The program, which was announced last year, is part of the Department of Defense's plan to deter China.
"Replicator is meant to help us overcome [China's] biggest advantage, which is mass. More ships. More missiles. More people," said Deputy Secretary of Defense Kathleen Hicks in a speech announcing the project last year. That mission will be achieved specifically by "mastering the technology of tomorrow," Hicks said.
There will soon be a "Replicator 2.0" that will focus on counter-drone technologies—per a memo from the defense secretary released in September—according to Public Citizen's report.
In a letter sent in March, Public Citizen and 13 other civil society groups highlighted remarks Hicks made in 2023 as an example of the ambiguity the Pentagon has created around the issue.
"Autonomous weapons are inherently dehumanizing and unethical, no matter whether a human is 'ultimately' responsible for the use of force or not. Deploying lethal artificial intelligence weapons in battlefield conditions necessarily means inserting them into novel conditions for which they have not been programmed, an invitation for disastrous outcomes," the organizations wrote to Hicks and Secretary of Defense Lloyd Austin.

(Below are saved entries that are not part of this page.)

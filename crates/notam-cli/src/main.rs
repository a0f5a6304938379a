//! NOTAM codec CLI.

use std::io::{self, IsTerminal};

use anyhow::Result;
use clap::{ColorChoice, Parser};
use tracing::level_filters::LevelFilter;

use notam_cli::cli::{Cli, Command, DictionaryArgs, LogFormatArg, LogLevelArg};
use notam_cli::commands::{load_dictionary_for, run_suggest, run_transform};
use notam_cli::config::AppConfig;
use notam_cli::input::InputError;
use notam_cli::logging::{LogConfig, LogFormat, init_logging};
use notam_cli::summary::{dictionary_json, print_dictionary, print_suggestions};
use notam_dictionary::LoadedDictionary;
use notam_transform::Direction;

fn main() {
    let cli = Cli::parse();
    cli.color.write_global();
    let log_config = log_config_from_cli(&cli);
    if let Err(error) = init_logging(&log_config) {
        eprintln!("error: failed to initialize logging: {error}");
        std::process::exit(1);
    }
    let exit_code = match run(&cli) {
        Ok(()) => 0,
        Err(error) => {
            eprintln!("error: {error:#}");
            match error.downcast_ref::<InputError>() {
                Some(InputError::Empty(_)) => 2,
                _ => 1,
            }
        }
    };
    std::process::exit(exit_code);
}

fn run(cli: &Cli) -> Result<()> {
    let config = AppConfig::load(cli.config.as_deref())?;
    let loaded = load_dictionary_for(cli.dictionary.as_deref(), cli.strict, &config)?;
    match &cli.command {
        Command::Encode(args) => {
            let result =
                run_transform(Direction::Encode, args, &loaded.mapping, io::stdin().lock())?;
            println!("{result}");
        }
        Command::Decode(args) => {
            let result =
                run_transform(Direction::Decode, args, &loaded.mapping, io::stdin().lock())?;
            println!("{result}");
        }
        Command::Suggest(args) => {
            let suggestions = run_suggest(args, &loaded.mapping, &config);
            if args.json {
                println!("{}", serde_json::to_string_pretty(&suggestions)?);
            } else {
                print_suggestions(&args.word.join(" "), &suggestions);
            }
        }
        Command::Dictionary(args) => show_dictionary(args, &loaded)?,
    }
    Ok(())
}

fn show_dictionary(args: &DictionaryArgs, loaded: &LoadedDictionary) -> Result<()> {
    if args.json {
        let value = dictionary_json(loaded, args.ambiguous);
        println!("{}", serde_json::to_string_pretty(&value)?);
    } else {
        print_dictionary(loaded, args.ambiguous);
    }
    Ok(())
}

/// Build logging configuration from CLI flags with consistent precedence.
fn log_config_from_cli(cli: &Cli) -> LogConfig {
    let mut config = LogConfig {
        level_filter: cli.verbosity.tracing_level_filter(),
        ..LogConfig::default()
    };
    config.use_env_filter = !(cli.verbosity.is_present() || cli.log_level.is_some());
    if let Some(level) = cli.log_level {
        config.level_filter = match level {
            LogLevelArg::Error => LevelFilter::ERROR,
            LogLevelArg::Warn => LevelFilter::WARN,
            LogLevelArg::Info => LevelFilter::INFO,
            LogLevelArg::Debug => LevelFilter::DEBUG,
            LogLevelArg::Trace => LevelFilter::TRACE,
        };
    }
    config.format = match cli.log_format {
        LogFormatArg::Pretty => LogFormat::Pretty,
        LogFormatArg::Compact => LogFormat::Compact,
        LogFormatArg::Json => LogFormat::Json,
    };
    config.log_file = cli.log_file.clone();
    config.with_ansi = match cli.color.color {
        ColorChoice::Always => true,
        ColorChoice::Never => false,
        ColorChoice::Auto => cli.log_file.is_none() && io::stderr().is_terminal(),
    };
    config
}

Wooten's report reiterates that same call: "The Pentagon owes Americans clarity about its own role in advancing the autonomous weapons arms race via Replicator, as well as a detailed plan for ensuring it does not open a Pandora’s Box of new, lethal weapons on the world by refusing to hold its own operations accountable."
Additionally, "'Artificial intelligence' should not be used as a catchall justification to summon billions more in Pentagon spending, especially when the existing annual budget for the U.S. military already dwarfs every other U.S. agency and is careening towards the $1 trillion mark," Wooten wrote.
The fear that these types of weapons would open a Pandora's Box—and set off a "reckless, dangerous arms race," as Public Citizen warned of Friday—is not new. Back in 2017, dozens of artificial intelligence and robotics experts published a letter urging the United Nations to ban the development and use of so-called killer robots. As drone warfare has grown, those calls have continued.
The report also highlights the public statements of the head of one defense contractor that has been selected to produce for the Replicator initiative as a hint that the program is aimed at creating weapons that are capable of autonomous lethal force.
In early October, CEO of Anduril Palmer Luckey said that, "societies have always needed a warrior class that is enthused and excited about enacting violence on others in pursuit of good aims."
"You need people like me who are sick in that way and who don't lose any sleep making tools of violence in order to preserve freedom," he said.